Por más leyenda negra que se ha construido en torno al FMI (en parte bien ganada por su insistencia en privatizar empresas estatales), el hecho es que es la primera institución a la cual acuden los países cuando caen en problemas económicos graves y la única que tiene la obligación de responder. Además, para los gobiernos que deben afrontar duras medidas internas, resulta un útil chivo expiatorio (“nos obliga el Fondo”).
El mundo ha cambiado muchísimo desde entonces y la variedad de riesgos que acechan a las economías se ha multiplicado.
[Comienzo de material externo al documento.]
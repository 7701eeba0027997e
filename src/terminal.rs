//! Raw-mode terminal lifecycle and byte-level input.

use anyhow::{Context, Result};
use crossterm::{
    cursor::Show,
    execute,
    terminal::{disable_raw_mode, enable_raw_mode, EnterAlternateScreen, LeaveAlternateScreen},
};
use nix::poll::{poll, PollFd, PollFlags, PollTimeout};
use std::io::{self, Read};
use std::os::fd::AsFd;

/// How long a single input read waits before giving the caller a chance
/// to notice a resize, in milliseconds.
const INPUT_POLL_MS: u16 = 100;

/// Puts the terminal into raw mode on the alternate screen and restores
/// it on drop, so a panic or early return never leaves the shell broken.
pub struct Terminal;

impl Terminal {
    pub fn new() -> Result<Self> {
        enable_raw_mode().context("Failed to enable raw mode")?;
        execute!(io::stdout(), EnterAlternateScreen)
            .context("Failed to enter alternate screen")?;
        Ok(Self)
    }

    /// Current terminal size as (columns, rows).
    pub fn size(&self) -> Result<(u16, u16)> {
        crossterm::terminal::size().context("Failed to query terminal size")
    }

    /// Read one burst of input bytes into `buf`.
    ///
    /// Waits up to [`INPUT_POLL_MS`] for input; returns `Ok(0)` on
    /// timeout so the caller can re-check the terminal size and redraw.
    pub fn read_input(&self, buf: &mut [u8]) -> Result<usize> {
        let stdin = io::stdin();
        let fd = stdin.as_fd();
        let mut fds = [PollFd::new(fd, PollFlags::POLLIN)];
        let ready = poll(&mut fds, PollTimeout::from(INPUT_POLL_MS))
            .context("Failed to poll stdin")?;
        if ready == 0 {
            return Ok(0);
        }
        let n = stdin
            .lock()
            .read(buf)
            .context("Failed to read from stdin")?;
        Ok(n)
    }
}

impl Drop for Terminal {
    fn drop(&mut self) {
        let _ = disable_raw_mode();
        let _ = execute!(io::stdout(), LeaveAlternateScreen, Show);
    }
}
//! Text buffer for milo.
//!
//! An ordered sequence of rows, each holding raw bytes, a derived rendered
//! form (tabs expanded) and a per-cell highlight classification. Also home
//! to cursor coordinates and the selection model, both of which address
//! buffer positions but own no row data.

mod buffer;
mod cursor;
mod row;
mod selection;

pub use buffer::Buffer;
pub use cursor::Cursor;
pub use row::Row;
pub use selection::Selection;

/// Fallback tab stop width when no configuration is available.
pub const DEFAULT_TAB_STOP: usize = 8;
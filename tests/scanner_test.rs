//! Integration tests for the isolated-format scanner.

mod common;

use common::{build_docx, paragraph, run};
use docnorm::normalize::{context_window, scan_document};
use docnorm::{
    find_anomalies, open_bytes, AnomalyAction, Document, Paragraph, Run, ScanOptions,
    ScriptedDecisions, Trait,
};

fn hello_world() -> Document {
    let mut doc = Document::new();
    let mut p = Paragraph::new();
    p.add_text("Hello ");
    p.add_run(Run::bold("W"));
    p.add_text("orld");
    doc.add_paragraph(p);
    doc
}

#[test]
fn test_window_bounds() {
    let window = context_window(5, 100, 30);
    assert_eq!(window.start, 0);

    let window = context_window(50, 100, 30);
    assert_eq!((window.start, window.end), (20, 81));
}

#[test]
fn test_hello_world_candidate() {
    let doc = hello_world();
    let anomalies = find_anomalies(&doc, &ScanOptions::default());

    assert_eq!(anomalies.len(), 1);
    let record = &anomalies[0];
    assert_eq!(record.context, "Hello [[W]]orld");
    assert_eq!(record.labels(), vec!["Bold"]);
    assert_eq!(record.offset, 6);
    assert_eq!(record.paragraph_index, 0);
}

#[test]
fn test_hello_world_revert() {
    let mut doc = hello_world();
    let mut decisions = ScriptedDecisions::new().with_review([AnomalyAction::Revert]);
    let report = scan_document(&mut doc, &mut decisions, &ScanOptions::default());

    assert_eq!(report.reverted, 1);
    let run = doc.paragraphs().next().unwrap().runs().nth(1).unwrap();
    assert_eq!(run.text(), "W");
    assert!(!run.traits().bold);
}

#[test]
fn test_offsets_sum_to_paragraph_length() {
    let body = paragraph(
        None,
        "",
        &[
            run("", "  lead "),
            run("<w:i/>", " a "),
            run("", "中文 text "),
            run("<w:strike/>", "é"),
            run("", " tail"),
        ],
    );
    let doc = open_bytes(&build_docx(&body)).unwrap();
    let paragraph = doc.paragraphs().next().unwrap();

    let total: usize = paragraph.runs().map(|r| r.char_len()).sum();
    assert_eq!(total, paragraph.text().chars().count());

    let anomalies = find_anomalies(&doc, &ScanOptions::default());
    let offsets: Vec<usize> = anomalies.iter().map(|a| a.offset).collect();
    assert_eq!(offsets, vec![7, 18]);
    assert_eq!(anomalies[0].character, 'a');
    assert_eq!(anomalies[1].character, 'é');
    assert_eq!(anomalies[1].traits, vec![Trait::Strikethrough]);
    assert_eq!(anomalies[1].context, "  lead  a 中文 text [[é]] tail");
}

#[test]
fn test_paragraph_index_counts_body_paragraphs_only() {
    let body = [
        paragraph(None, "", &[run("", "first")]),
        r#"<w:tbl><w:tr><w:tc><w:p><w:r><w:rPr><w:b/></w:rPr><w:t>x</w:t></w:r></w:p></w:tc></w:tr></w:tbl>"#
            .to_string(),
        paragraph(None, "", &[run("", "see "), run("<w:u w:val=\"single\"/>", "y")]),
    ]
    .concat();
    let doc = open_bytes(&build_docx(&body)).unwrap();

    let anomalies = find_anomalies(&doc, &ScanOptions::default());
    assert_eq!(anomalies.len(), 1);
    assert_eq!(anomalies[0].paragraph_index, 1);
    assert_eq!(anomalies[0].context, "see [[y]]");
}

#[test]
fn test_no_candidates_no_questions() {
    let mut doc = Document::new();
    doc.add_paragraph(Paragraph::with_text("nothing to see"));
    let mut decisions = ScriptedDecisions::new().with_review([AnomalyAction::Revert]);

    let report = scan_document(&mut doc, &mut decisions, &ScanOptions::default());
    assert_eq!(report.candidates(), 0);
    assert!(decisions.seen_anomalies().is_empty());
}

#[test]
fn test_custom_radius() {
    let mut doc = Document::new();
    let mut p = Paragraph::new();
    p.add_text("abcdefghij");
    p.add_run(Run::italic("X"));
    p.add_text("klmnopqrst");
    doc.add_paragraph(p);

    let options = ScanOptions::default().with_context_radius(3);
    let anomalies = find_anomalies(&doc, &options);
    assert_eq!(anomalies[0].context, "hij[[X]]klm");
}

#[test]
fn test_language_reads_back_in_all_slots() {
    let mut doc = hello_world();
    let code = docnorm::LanguageCode::parse("en-US").unwrap().unwrap();
    docnorm::normalize::tag_document(&mut doc, &code);

    for run in doc.paragraphs().flat_map(|p| p.runs()) {
        for slot in docnorm::LanguageSlot::ALL {
            assert_eq!(run.language(slot), Some("en-US"));
        }
    }
}
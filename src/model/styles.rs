//! Style definitions (`word/styles.xml`).

use super::properties::{toggle_value, PropertyBag, PropertyKind};
use crate::xml::{Element, XmlDocument};
use serde::{Deserialize, Serialize};

/// Kind of a style definition.
#[derive(Debug, Clone, Copy, PartialEq, Eq, Serialize, Deserialize)]
#[serde(rename_all = "lowercase")]
pub enum StyleKind {
    /// Paragraph style
    Paragraph,
    /// Character (run) style
    Character,
    /// Table style
    Table,
    /// Numbering style
    Numbering,
}

impl StyleKind {
    fn from_attr(value: Option<&str>) -> Self {
        match value {
            Some("character") => StyleKind::Character,
            Some("table") => StyleKind::Table,
            Some("numbering") => StyleKind::Numbering,
            _ => StyleKind::Paragraph,
        }
    }
}

/// A single style definition.
#[derive(Debug, Clone, PartialEq)]
pub struct Style {
    /// Style identifier referenced from paragraphs and runs
    pub id: String,

    /// UI name (e.g. "Heading 1")
    pub name: String,

    /// Style kind
    pub kind: StyleKind,

    /// Whether this is the default style of its kind
    pub is_default: bool,

    /// Parent style identifier
    pub based_on: Option<String>,

    /// Run properties defined by the style
    pub run_properties: PropertyBag,

    /// Created by the normalizer, not yet present in the package
    pub(crate) added: bool,
}

impl Style {
    /// Create a paragraph style.
    pub fn paragraph(id: impl Into<String>, name: impl Into<String>) -> Self {
        Self {
            id: id.into(),
            name: name.into(),
            kind: StyleKind::Paragraph,
            is_default: false,
            based_on: None,
            run_properties: PropertyBag::new(),
            added: false,
        }
    }

    /// Create a character style.
    pub fn character(id: impl Into<String>, name: impl Into<String>) -> Self {
        Self {
            kind: StyleKind::Character,
            ..Self::paragraph(id, name)
        }
    }

    fn from_element(element: &Element) -> Option<Self> {
        let id = element.attr("w:styleId")?.to_string();
        let name = element
            .child("w:name")
            .and_then(|n| n.attr("w:val"))
            .map(ui_name)
            .unwrap_or_else(|| id.clone());
        let run_properties = element
            .child("w:rPr")
            .cloned()
            .map(PropertyBag::from_element)
            .unwrap_or_default();

        Some(Self {
            id,
            name,
            kind: StyleKind::from_attr(element.attr("w:type")),
            is_default: element.attr("w:default").is_some_and(|v| v == "1" || v == "true"),
            based_on: element
                .child("w:basedOn")
                .and_then(|b| b.attr("w:val"))
                .map(str::to_string),
            run_properties,
            added: false,
        })
    }

    /// Serialize as a `w:style` element.
    pub(crate) fn to_element(&self) -> Element {
        let kind = match self.kind {
            StyleKind::Paragraph => "paragraph",
            StyleKind::Character => "character",
            StyleKind::Table => "table",
            StyleKind::Numbering => "numbering",
        };
        let mut element = Element::new("w:style")
            .with_attr("w:type", kind)
            .with_attr("w:styleId", self.id.as_str());
        if self.is_default {
            element.set_attr("w:default", "1");
        }
        element = element.with_child(Element::new("w:name").with_attr("w:val", internal_name(&self.name)));
        if let Some(ref parent) = self.based_on {
            element = element
                .with_child(Element::new("w:basedOn").with_attr("w:val", parent.as_str()))
                .with_child(Element::new("w:next").with_attr("w:val", parent.as_str()));
        }
        element = element.with_child(Element::new("w:qFormat"));
        if let Some(level) = heading_level(&self.name) {
            element = element.with_child(
                Element::new("w:pPr")
                    .with_child(Element::new("w:keepNext"))
                    .with_child(Element::new("w:outlineLvl").with_attr("w:val", (level - 1).to_string())),
            );
        }
        if let Some(rpr) = self.run_properties.to_element() {
            element = element.with_child(rpr);
        }
        element
    }
}

/// Map Word's internal lowercase built-in names to their UI names.
pub fn ui_name(internal: &str) -> String {
    if let Some(level) = internal.strip_prefix("heading ") {
        return format!("Heading {}", level);
    }
    match internal {
        "caption" => "Caption".to_string(),
        "footer" => "Footer".to_string(),
        "header" => "Header".to_string(),
        "title" => "Title".to_string(),
        "subtitle" => "Subtitle".to_string(),
        _ => internal.to_string(),
    }
}

fn internal_name(ui: &str) -> String {
    if heading_level(ui).is_some() {
        return ui.to_lowercase();
    }
    ui.to_string()
}

fn heading_level(name: &str) -> Option<u8> {
    name.strip_prefix("Heading ")?
        .parse::<u8>()
        .ok()
        .filter(|l| (1..=9).contains(l))
}

/// The set of styles defined by a document.
#[derive(Debug, Clone, Default, PartialEq)]
pub struct StyleSheet {
    styles: Vec<Style>,
}

impl StyleSheet {
    /// Create an empty style sheet.
    pub fn new() -> Self {
        Self::default()
    }

    /// Style sheet with the canonical paragraph styles, used for new documents.
    pub fn builtin() -> Self {
        let mut normal = Style::paragraph("Normal", "Normal");
        normal.is_default = true;

        let mut sheet = Self::new();
        sheet.add(normal);
        for (id, name, size) in [("Heading1", "Heading 1", "32"), ("Heading2", "Heading 2", "26")] {
            let mut heading = Style::paragraph(id, name);
            heading.based_on = Some("Normal".to_string());
            heading.run_properties.set(Element::new("w:b"));
            heading.run_properties.set(Element::new("w:sz").with_attr("w:val", size));
            sheet.add(heading);
        }
        sheet
    }

    /// Parse the styles part.
    pub fn from_xml(xml: &XmlDocument) -> Self {
        let styles = xml
            .root
            .elements()
            .filter(|e| e.name == "w:style")
            .filter_map(Style::from_element)
            .collect();
        Self { styles }
    }

    /// Add a style definition.
    pub fn add(&mut self, style: Style) {
        self.styles.push(style);
    }

    /// All styles.
    pub fn iter(&self) -> impl Iterator<Item = &Style> {
        self.styles.iter()
    }

    /// Number of styles.
    pub fn len(&self) -> usize {
        self.styles.len()
    }

    /// Check if no styles are defined.
    pub fn is_empty(&self) -> bool {
        self.styles.is_empty()
    }

    /// Get a style by identifier.
    pub fn get(&self, id: &str) -> Option<&Style> {
        self.styles.iter().find(|s| s.id == id)
    }

    /// Get a style by kind and UI name.
    pub fn by_name(&self, kind: StyleKind, name: &str) -> Option<&Style> {
        self.styles.iter().find(|s| s.kind == kind && s.name == name)
    }

    /// The default paragraph style.
    pub fn default_paragraph_style(&self) -> Option<&Style> {
        self.styles
            .iter()
            .find(|s| s.kind == StyleKind::Paragraph && s.is_default)
    }

    /// Resolve the UI name of a paragraph's style reference.
    ///
    /// Missing or unknown references fall back to the default paragraph style.
    pub fn paragraph_style_name(&self, id: Option<&str>) -> String {
        id.and_then(|id| self.get(id))
            .filter(|s| s.kind == StyleKind::Paragraph)
            .or_else(|| self.default_paragraph_style())
            .map_or_else(|| "Normal".to_string(), |s| s.name.clone())
    }

    /// Identifier of the paragraph style named `name`, adding a definition when missing.
    pub fn ensure_paragraph_style(&mut self, name: &str) -> String {
        if let Some(style) = self.by_name(StyleKind::Paragraph, name) {
            return style.id.clone();
        }

        let id: String = name.chars().filter(|c| !c.is_whitespace()).collect();
        log::warn!("Style {:?} is not defined; adding it as {:?}", name, id);

        let mut style = Style::paragraph(id.clone(), name);
        style.based_on = self.default_paragraph_style().map(|s| s.id.clone());
        if heading_level(name).is_some() {
            style.run_properties.set(Element::new("w:b"));
        }
        style.added = true;
        self.styles.push(style);
        id
    }

    /// Styles created by the normalizer that the package does not define yet.
    pub fn added_styles(&self) -> impl Iterator<Item = &Style> {
        self.styles.iter().filter(|s| s.added)
    }

    /// Read an on/off property through a character style and its `basedOn` chain.
    pub fn character_toggle(&self, id: &str, kind: PropertyKind) -> Option<bool> {
        self.resolve(id, |bag| bag.get(kind).map(toggle_value))
    }

    /// Read the underline state through a character style chain.
    pub fn character_underline(&self, id: &str) -> Option<bool> {
        self.resolve(id, PropertyBag::underline)
    }

    fn resolve<F>(&self, id: &str, read: F) -> Option<bool>
    where
        F: Fn(&PropertyBag) -> Option<bool>,
    {
        let mut current = self.get(id);
        let mut depth = 0;
        while let Some(style) = current {
            if let Some(value) = read(&style.run_properties) {
                return Some(value);
            }
            depth += 1;
            if depth > self.styles.len() {
                break;
            }
            current = style.based_on.as_deref().and_then(|parent| self.get(parent));
        }
        None
    }
}
//! Error types for docnorm library.

use std::io;
use std::path::PathBuf;
use thiserror::Error;

/// Result type alias for docnorm operations.
pub type Result<T> = std::result::Result<T, Error>;

/// Error types that can occur while loading, normalizing or saving a document.
#[derive(Error, Debug)]
pub enum Error {
    /// I/O error when reading or writing files.
    #[error("I/O error: {0}")]
    Io(#[from] io::Error),

    /// The input path does not exist.
    #[error("{} not found", .0.display())]
    InputNotFound(PathBuf),

    /// The file is not a word-processing package.
    #[error("Unknown file format: not a valid Word document")]
    UnknownFormat,

    /// Error reading or writing the zip container.
    #[error("Package error: {0}")]
    Zip(#[from] zip::result::ZipError),

    /// Error parsing or writing XML.
    #[error("XML error: {0}")]
    Xml(#[from] quick_xml::Error),

    /// A required package part is missing.
    #[error("Missing package part: {0}")]
    MissingPart(String),

    /// The document structure is malformed.
    #[error("Malformed document: {0}")]
    Malformed(String),

    /// The language code does not look like a language tag.
    #[error("Invalid language code: {0:?}")]
    InvalidLanguageCode(String),

    /// Error loading a rules file.
    #[error("Rules error: {0}")]
    Rules(String),

    /// Error rendering a report.
    #[error("Rendering error: {0}")]
    Render(String),

    /// The output could not be written.
    #[error("Failed to save {}: {reason}", path.display())]
    Save {
        /// Destination path
        path: PathBuf,
        /// Underlying reason
        reason: String,
    },

    /// Generic error with message.
    #[error("{0}")]
    Other(String),
}

impl From<quick_xml::events::attributes::AttrError> for Error {
    fn from(err: quick_xml::events::attributes::AttrError) -> Self {
        Error::Xml(quick_xml::Error::from(err))
    }
}

#[cfg(test)]
mod tests {
    use super::*;

    #[test]
    fn test_error_display() {
        let err = Error::InputNotFound(PathBuf::from("missing.docx"));
        assert_eq!(err.to_string(), "missing.docx not found");

        let err = Error::Save {
            path: PathBuf::from("out.docx"),
            reason: "permission denied".to_string(),
        };
        assert_eq!(err.to_string(), "Failed to save out.docx: permission denied");
    }

    #[test]
    fn test_io_error_conversion() {
        let io_err = io::Error::new(io::ErrorKind::NotFound, "file not found");
        let err: Error = io_err.into();
        assert!(matches!(err, Error::Io(_)));
    }

    #[test]
    fn test_invalid_language_display() {
        let err = Error::InvalidLanguageCode("e n".to_string());
        assert_eq!(err.to_string(), "Invalid language code: \"e n\"");
    }
}
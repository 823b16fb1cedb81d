//! Word package detection and validation.

use crate::error::{Error, Result};
use std::io::{Cursor, Read};
use std::path::Path;
use zip::ZipArchive;

/// Kind of word-processing package.
#[derive(Debug, Clone, Copy, PartialEq, Eq)]
pub enum DocxKind {
    /// Regular document (`.docx`)
    Document,
    /// Macro-enabled document (`.docm`)
    MacroEnabled,
    /// Template (`.dotx` / `.dotm`)
    Template,
}

/// Package format information.
#[derive(Debug, Clone, PartialEq, Eq)]
pub struct DocxFormat {
    /// Package kind
    pub kind: DocxKind,
    /// Number of parts in the archive
    pub part_count: usize,
}

impl std::fmt::Display for DocxFormat {
    fn fmt(&self, f: &mut std::fmt::Formatter<'_>) -> std::fmt::Result {
        let label = match self.kind {
            DocxKind::Document => "Word document",
            DocxKind::MacroEnabled => "Word macro-enabled document",
            DocxKind::Template => "Word template",
        };
        write!(f, "{} ({} parts)", label, self.part_count)
    }
}

/// Zip local file header magic.
const ZIP_MAGIC: &[u8] = b"PK\x03\x04";
const CONTENT_TYPES: &str = "[Content_Types].xml";
const MAIN_PART: &str = "word/document.xml";

const MAIN_CONTENT_TYPE: &str = "wordprocessingml.document.main+xml";
const MACRO_CONTENT_TYPE: &str = "ms-word.document.macroEnabled.main+xml";
const TEMPLATE_CONTENT_TYPES: [&str; 2] = [
    "wordprocessingml.template.main+xml",
    "ms-word.template.macroEnabledTemplate.main+xml",
];

/// Detect the package format from a file path.
///
/// # Example
/// ```no_run
/// use docnorm::detect::detect_format_from_path;
///
/// let format = detect_format_from_path("report.docx").unwrap();
/// println!("{}", format);
/// ```
pub fn detect_format_from_path<P: AsRef<Path>>(path: P) -> Result<DocxFormat> {
    let data = std::fs::read(path)?;
    detect_format_from_bytes(&data)
}

/// Detect the package format from the complete file bytes.
///
/// Returns `Err(Error::UnknownFormat)` when the data is not a zip archive
/// or the archive holds no word-processing main part.
pub fn detect_format_from_bytes(data: &[u8]) -> Result<DocxFormat> {
    if !data.starts_with(ZIP_MAGIC) {
        return Err(Error::UnknownFormat);
    }

    let mut archive = ZipArchive::new(Cursor::new(data)).map_err(|_| Error::UnknownFormat)?;
    let part_count = archive.len();

    let content_types = match archive.by_name(CONTENT_TYPES) {
        Ok(mut file) => {
            let mut text = String::new();
            file.read_to_string(&mut text)?;
            Some(text)
        }
        Err(_) => None,
    };

    let kind = match content_types.as_deref().and_then(kind_from_content_types) {
        Some(kind) => kind,
        None if archive.by_name(MAIN_PART).is_ok() => DocxKind::Document,
        None => return Err(Error::UnknownFormat),
    };

    Ok(DocxFormat { kind, part_count })
}

fn kind_from_content_types(content_types: &str) -> Option<DocxKind> {
    if TEMPLATE_CONTENT_TYPES.iter().any(|t| content_types.contains(t)) {
        Some(DocxKind::Template)
    } else if content_types.contains(MACRO_CONTENT_TYPE) {
        Some(DocxKind::MacroEnabled)
    } else if content_types.contains(MAIN_CONTENT_TYPE) {
        Some(DocxKind::Document)
    } else {
        None
    }
}

/// Check if a file is a word-processing package.
pub fn is_docx<P: AsRef<Path>>(path: P) -> bool {
    detect_format_from_path(path).is_ok()
}

/// Check if bytes hold a word-processing package.
pub fn is_docx_bytes(data: &[u8]) -> bool {
    detect_format_from_bytes(data).is_ok()
}

#[cfg(test)]
mod tests {
    use super::*;
    use std::io::Write;
    use zip::write::SimpleFileOptions;
    use zip::ZipWriter;

    fn package(entries: &[(&str, &str)]) -> Vec<u8> {
        let mut zip = ZipWriter::new(Cursor::new(Vec::new()));
        for (name, body) in entries {
            zip.start_file(*name, SimpleFileOptions::default()).unwrap();
            zip.write_all(body.as_bytes()).unwrap();
        }
        zip.finish().unwrap().into_inner()
    }

    #[test]
    fn test_detect_document() {
        let data = package(&[
            (
                CONTENT_TYPES,
                r#"<Types><Override PartName="/word/document.xml" ContentType="application/vnd.openxmlformats-officedocument.wordprocessingml.document.main+xml"/></Types>"#,
            ),
            (MAIN_PART, "<w:document/>"),
        ]);
        let format = detect_format_from_bytes(&data).unwrap();
        assert_eq!(format.kind, DocxKind::Document);
        assert_eq!(format.part_count, 2);
    }

    #[test]
    fn test_detect_template() {
        let data = package(&[(
            CONTENT_TYPES,
            r#"<Types><Override ContentType="application/vnd.openxmlformats-officedocument.wordprocessingml.template.main+xml"/></Types>"#,
        )]);
        assert_eq!(detect_format_from_bytes(&data).unwrap().kind, DocxKind::Template);
    }

    #[test]
    fn test_detect_without_content_types() {
        let data = package(&[(MAIN_PART, "<w:document/>")]);
        assert_eq!(detect_format_from_bytes(&data).unwrap().kind, DocxKind::Document);
    }

    #[test]
    fn test_detect_other_zip() {
        let data = package(&[("xl/workbook.xml", "<workbook/>")]);
        assert!(matches!(detect_format_from_bytes(&data), Err(Error::UnknownFormat)));
    }

    #[test]
    fn test_detect_invalid_format() {
        let result = detect_format_from_bytes(b"%PDF-1.7");
        assert!(matches!(result, Err(Error::UnknownFormat)));
    }

    #[test]
    fn test_is_docx_bytes() {
        assert!(is_docx_bytes(&package(&[(MAIN_PART, "<w:document/>")])));
        assert!(!is_docx_bytes(b"PK\x03\x04 truncated"));
        assert!(!is_docx_bytes(b""));
    }
}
El FMI ha evolucionado y asumido nuevos roles de coordinación internacional ante crisis de diversa índole. Pero si hay algo que no ha cambiado es la aparición recurrente de las malas prácticas macroeconómicas de gobiernos que ignoran las leyes más básicas de la economía en su búsqueda de permanencia en el poder.
La Grecia de América
Hace más de una década Grecia se encontraba en una situación similar a la Argentina de hoy. En realidad peor, porque ni siquiera tenía a su alcance dos de los tres instrumentos básicos para ayudar en el ajuste: el tipo de cambio y la tasa de interés. Al ingresar a la eurozona había entregado ambas herramientas, adoptando el euro como moneda única y aceptando la tasa de interés controlada por el BCE en Frankfurt.
Con la única herramienta a su disposición –la política fiscal– debió sortear una década de austeridad impuesta, financiada y controlada por la temible troika FMI-BCE-Comisión Europea. La semana pasada le llegó su merecido reconocimiento al recuperar su calificación crediticia de BBB que le permite retornar a los mercados financieros internacionales con grado de inversión.
Es que causa y efecto suelen distar mucho en los tiempos económicos, viviéndose años después las nefastas secuelas de los errores y excesos cometidos en tiempos que se mantienen teñidos de rosa en la memoria popular.
Argentina debe optar por el camino griego o permanecer hundida en el caos. El populismo económico deja en su huella una infinidad de destrozos, no siendo el menor de ellos el quebranto moral que se arraiga en la población. El canto demagógico de las sirenas que proponen al electorado adquirir derechos sin esfuerzo se asemeja en sus resultados a la gratificación instantánea propuesta por los usureros a cambio de cómodas cuotas: alegría pasajera y deuda duradera.
Quizás Argentina pueda evitar al FMI endeudándose en vez con China como ha hecho recientemente para pagar una cuota de su deuda con el organismo, aunque se suponía que los fondos estaban destinados importaciones desde el país asiático. El tiempo dirá si el cambio de acreedor fue simplemente una salida coyuntural, o si comienza un proceso de reubicación geopolítica de nuestro país hermano.